= Thomas Chester-Master (1815–1899) =

British member of Parliament

Thomas William Chester-Master, senior (25 May 1815 – 31 January 1899) was an English businessman.

Thomas was the eldest son of Colonel William Chester-Master by Isabella-Margaret, daughter of Colonel the Hon. Stephen Digby.

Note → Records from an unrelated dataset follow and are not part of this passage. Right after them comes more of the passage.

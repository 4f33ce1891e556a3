//! Configuration loading and config file resolution
//!
//! Bootstrap configuration comes from a TOML file. Resolution priority:
//! 1. Explicit path (command-line argument or `SEIS_GATEWAY_CONFIG`)
//! 2. Per-user config file (`~/.config/seis/gateway.toml`)
//! 3. Compiled defaults
//!
//! A missing file is never fatal; every field has a built-in default.

use crate::{Error, Result};
use serde::{Deserialize, Serialize};
use std::path::{Path, PathBuf};
use tracing::{info, warn};

/// Environment variable naming an explicit config file
pub const CONFIG_ENV_VAR: &str = "SEIS_GATEWAY_CONFIG";

/// Bootstrap configuration loaded from TOML
#[derive(Debug, Clone, Default, PartialEq, Serialize, Deserialize)]
pub struct TomlConfig {
    #[serde(default)]
    pub server: ServerConfig,

    #[serde(default)]
    pub logging: LoggingConfig,

    /// Upstream collaborator endpoints
    #[serde(default)]
    pub services: ServicesConfig,

    #[serde(default)]
    pub fk: FkDefaults,

    #[serde(default)]
    pub beam: BeamDefaults,

    #[serde(default)]
    pub events: EventsConfig,
}

/// HTTP listener settings
#[derive(Debug, Clone, PartialEq, Serialize, Deserialize)]
pub struct ServerConfig {
    #[serde(default = "default_host")]
    pub host: String,
    #[serde(default = "default_port")]
    pub port: u16,
}

impl Default for ServerConfig {
    fn default() -> Self {
        Self {
            host: default_host(),
            port: default_port(),
        }
    }
}

/// Logging configuration
#[derive(Debug, Clone, PartialEq, Serialize, Deserialize)]
pub struct LoggingConfig {
    /// Log level (trace, debug, info, warn, error)
    #[serde(default = "default_log_level")]
    pub level: String,
}

impl Default for LoggingConfig {
    fn default() -> Self {
        Self {
            level: default_log_level(),
        }
    }
}

/// Base URL and endpoint paths of the upstream services
#[derive(Debug, Clone, PartialEq, Serialize, Deserialize)]
#[serde(default)]
pub struct ServicesConfig {
    pub base_url: String,
    pub timeout_seconds: u64,
    pub channel_segments_by_ids: String,
    pub channel_segments_by_channels: String,
    pub compute_fk: String,
    pub compute_beam: String,
    pub filter_waveforms: String,
    pub signal_detection_by_id: String,
    pub signal_detection_store: String,
    pub station_by_id: String,
}

impl Default for ServicesConfig {
    fn default() -> Self {
        Self {
            base_url: "http://localhost:8080".to_string(),
            timeout_seconds: 60,
            channel_segments_by_ids: "/coi/channel-segments/query/segment-ids".to_string(),
            channel_segments_by_channels: "/coi/channel-segments/query/channel-ids".to_string(),
            compute_fk: "/signal-enhancement/fk/spectra/interactive".to_string(),
            compute_beam: "/signal-enhancement/beam/streaming".to_string(),
            filter_waveforms: "/signal-enhancement/waveform-filtering/streaming".to_string(),
            signal_detection_by_id: "/coi/signal-detections/query/id".to_string(),
            signal_detection_store: "/coi/signal-detections/store".to_string(),
            station_by_id: "/coi/stations/query/id".to_string(),
        }
    }
}

impl ServicesConfig {
    /// Join the base URL and an endpoint path
    pub fn url(&self, path: &str) -> String {
        format!(
            "{}/{}",
            self.base_url.trim_end_matches('/'),
            path.trim_start_matches('/')
        )
    }
}

/// One frequency band, in Hz
#[derive(Debug, Clone, Copy, PartialEq, Serialize, Deserialize)]
pub struct FrequencyBandConfig {
    pub min_frequency_hz: f64,
    pub max_frequency_hz: f64,
}

/// FK request defaults
#[derive(Debug, Clone, PartialEq, Serialize, Deserialize)]
#[serde(default)]
pub struct FkDefaults {
    /// Substring a channel name must contain to contribute to an FK
    pub vertical_channel_pattern: String,
    /// Bands used for thumbnails when the caller supplies none
    pub default_frequency_bands: Vec<FrequencyBandConfig>,
}

impl Default for FkDefaults {
    fn default() -> Self {
        let band = |min_frequency_hz, max_frequency_hz| FrequencyBandConfig {
            min_frequency_hz,
            max_frequency_hz,
        };
        Self {
            vertical_channel_pattern: "SHZ".to_string(),
            default_frequency_bands: vec![
                band(0.5, 2.0),
                band(1.0, 2.5),
                band(1.5, 3.0),
                band(2.0, 4.0),
                band(3.0, 6.0),
            ],
        }
    }
}

/// Beam request defaults
#[derive(Debug, Clone, PartialEq, Serialize, Deserialize)]
#[serde(default)]
pub struct BeamDefaults {
    /// Seconds of waveform before the arrival
    pub lead_beam_seconds: f64,
    /// Seconds of waveform after the arrival
    pub lag_beam_seconds: f64,
    pub coherent: bool,
    pub snapped_sampling: bool,
    pub two_dimensional: bool,
    pub sample_rate_tolerance: f64,
    pub minimum_waveforms_for_beam: u32,
}

impl Default for BeamDefaults {
    fn default() -> Self {
        Self {
            lead_beam_seconds: 30.0,
            lag_beam_seconds: 60.0,
            coherent: true,
            snapped_sampling: true,
            two_dimensional: true,
            sample_rate_tolerance: 0.5,
            minimum_waveforms_for_beam: 1,
        }
    }
}

/// Event bus settings
#[derive(Debug, Clone, PartialEq, Serialize, Deserialize)]
pub struct EventsConfig {
    #[serde(default = "default_event_capacity")]
    pub capacity: usize,
}

impl Default for EventsConfig {
    fn default() -> Self {
        Self {
            capacity: default_event_capacity(),
        }
    }
}

fn default_host() -> String {
    "127.0.0.1".to_string()
}

fn default_port() -> u16 {
    5790
}

fn default_log_level() -> String {
    "info".to_string()
}

fn default_event_capacity() -> usize {
    100
}

/// Per-user config file location, if the platform has a config directory
pub fn default_config_path() -> Option<PathBuf> {
    dirs::config_dir().map(|d| d.join("seis").join("gateway.toml"))
}

/// Read and parse a TOML config file
pub fn load_toml_config(path: &Path) -> Result<TomlConfig> {
    let content = std::fs::read_to_string(path)?;
    let config: TomlConfig = toml::from_str(&content)?;
    config.validate()?;
    Ok(config)
}

impl TomlConfig {
    /// Resolve and load configuration, degrading to defaults
    ///
    /// An explicit path that cannot be read or parsed is reported as a
    /// warning; the per-user file is only consulted when no explicit path
    /// is given.
    pub fn resolve(explicit: Option<&Path>) -> Self {
        let candidate = match explicit {
            Some(path) => Some(path.to_path_buf()),
            None => std::env::var(CONFIG_ENV_VAR)
                .ok()
                .map(PathBuf::from)
                .or_else(default_config_path),
        };

        let Some(path) = candidate else {
            warn!("No config directory available; using built-in defaults");
            return Self::default();
        };

        if !path.exists() {
            warn!("Config file {} not found; using built-in defaults", path.display());
            return Self::default();
        }

        match load_toml_config(&path) {
            Ok(config) => {
                info!("Loaded configuration from {}", path.display());
                config
            }
            Err(e) => {
                warn!("Failed to load {}: {}; using built-in defaults", path.display(), e);
                Self::default()
            }
        }
    }

    /// Reject values the gateway cannot work with
    pub fn validate(&self) -> Result<()> {
        let beam_seconds = [self.beam.lead_beam_seconds, self.beam.lag_beam_seconds];
        if beam_seconds.iter().any(|s| !s.is_finite() || *s < 0.0) {
            return Err(Error::Config(
                "beam lead and lag seconds must be finite and not negative".to_string(),
            ));
        }
        if self.services.timeout_seconds == 0 {
            return Err(Error::Config("service timeout must be positive".to_string()));
        }
        if self.events.capacity == 0 {
            return Err(Error::Config("event bus capacity must be positive".to_string()));
        }
        if let Some(band) = self
            .fk
            .default_frequency_bands
            .iter()
            .find(|b| b.min_frequency_hz > b.max_frequency_hz)
        {
            return Err(Error::Config(format!(
                "frequency band {}-{} Hz is inverted",
                band.min_frequency_hz, band.max_frequency_hz
            )));
        }
        Ok(())
    }
}
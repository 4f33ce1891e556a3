//! Channel segments: a time range of data on one channel
//!
//! The payload kind is an explicit discriminant (`Timeseries`), never
//! inferred from which fields happen to be present.

use super::fk::FkPowerSpectra;
use serde::{Deserialize, Serialize};

/// What produced the channel segment
#[derive(Debug, Clone, Copy, PartialEq, Eq, Hash, Serialize, Deserialize)]
#[serde(rename_all = "SCREAMING_SNAKE_CASE")]
pub enum ChannelSegmentType {
    Acquired,
    Raw,
    DetectionBeam,
    FkBeam,
    FkSpectra,
    Filter,
}

impl ChannelSegmentType {
    /// Beam kinds accept partial overlap on cache lookups
    pub fn is_beam(self) -> bool {
        matches!(self, ChannelSegmentType::DetectionBeam | ChannelSegmentType::FkBeam)
    }
}

/// Kind of series a channel segment carries
#[derive(Debug, Clone, Copy, PartialEq, Eq, Hash, Serialize, Deserialize)]
#[serde(rename_all = "SCREAMING_SNAKE_CASE")]
pub enum TimeseriesType {
    Waveform,
    FkSpectra,
}

/// Evenly sampled waveform data
#[derive(Debug, Clone, PartialEq, Serialize, Deserialize)]
#[serde(rename_all = "camelCase")]
pub struct Waveform {
    pub start_time: f64,
    pub sample_rate: f64,
    pub sample_count: usize,
    pub values: Vec<f64>,
}

impl Waveform {
    /// Exclusive end of the sampled span
    pub fn end_time(&self) -> f64 {
        if self.sample_rate > 0.0 {
            self.start_time + self.sample_count as f64 / self.sample_rate
        } else {
            self.start_time
        }
    }
}

/// Typed timeseries payload of a channel segment
#[derive(Debug, Clone, PartialEq, Serialize, Deserialize)]
#[serde(tag = "timeseriesType", content = "timeseries", rename_all = "SCREAMING_SNAKE_CASE")]
pub enum Timeseries {
    Waveform(Vec<Waveform>),
    FkSpectra(Vec<FkPowerSpectra>),
}

impl Timeseries {
    pub fn kind(&self) -> TimeseriesType {
        match self {
            Timeseries::Waveform(_) => TimeseriesType::Waveform,
            Timeseries::FkSpectra(_) => TimeseriesType::FkSpectra,
        }
    }

    pub fn len(&self) -> usize {
        match self {
            Timeseries::Waveform(series) => series.len(),
            Timeseries::FkSpectra(series) => series.len(),
        }
    }

    pub fn is_empty(&self) -> bool {
        self.len() == 0
    }
}

/// Who created a channel segment, and when
#[derive(Debug, Clone, PartialEq, Serialize, Deserialize)]
#[serde(rename_all = "camelCase")]
pub struct CreationInfo {
    pub id: String,
    pub creation_time: f64,
    pub creator_id: String,
    pub creator_name: String,
    pub creator_type: String,
}

/// A channel segment in the internal numeric representation
#[derive(Debug, Clone, PartialEq, Serialize, Deserialize)]
#[serde(rename_all = "camelCase")]
pub struct ChannelSegment {
    pub id: String,
    pub channel_id: String,
    pub name: String,
    #[serde(rename = "type")]
    pub segment_type: ChannelSegmentType,
    pub start_time: f64,
    pub end_time: f64,
    #[serde(flatten)]
    pub timeseries: Timeseries,
    pub creation_info: CreationInfo,
}

impl ChannelSegment {
    pub fn timeseries_type(&self) -> TimeseriesType {
        self.timeseries.kind()
    }

    pub fn waveforms(&self) -> Option<&[Waveform]> {
        match &self.timeseries {
            Timeseries::Waveform(series) => Some(series),
            Timeseries::FkSpectra(_) => None,
        }
    }

    /// The FK spectra this segment carries (the first series)
    pub fn fk_spectra(&self) -> Option<&FkPowerSpectra> {
        match &self.timeseries {
            Timeseries::FkSpectra(series) => series.first(),
            Timeseries::Waveform(_) => None,
        }
    }

    pub fn fk_spectra_mut(&mut self) -> Option<&mut FkPowerSpectra> {
        match &mut self.timeseries {
            Timeseries::FkSpectra(series) => series.first_mut(),
            Timeseries::Waveform(_) => None,
        }
    }

    /// True when `[start, end)` intersects the segment's range
    pub fn overlaps(&self, start: f64, end: f64) -> bool {
        start < self.end_time && end > self.start_time
    }

    /// True when `[start, end)` lies entirely inside the segment's range
    pub fn contains(&self, start: f64, end: f64) -> bool {
        start >= self.start_time && end <= self.end_time
    }
}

He married in 1840, the daughter of Sir George Cornewall, baronet, MP, of Moccas Court, Herefordshire. His family had originally settled in Kent during the English civil wars. But moved to the Three Counties, and held lands in Gloucestershire and Herefordshire, including the ancient medieval Abbey of Gloucester. Lord Seymour, the Marquess of Hertford, had been declared a traitor by bill of Attainder, rendered forfeit his vast estates and titles by Queen Elizabeth I's parliament. The Master family acquired the estates in 1864.

Master was a traditional Conservative MP of conventional 'strictly conservative' opinions. He was returned as MP for Cirencester in 1837, considered an unreformed wool town quite unaffected by the Great Reform Act 1832. However he was unhappy in parliament and accepted the Chiltern Hundreds in July 1844. In London he lived at 32a Mount Street, and was a member of the Carlton Club.

A successful businessman he purchased Knole Park, on the Downs near Bristol. His son, Thomas, junior was also an MP.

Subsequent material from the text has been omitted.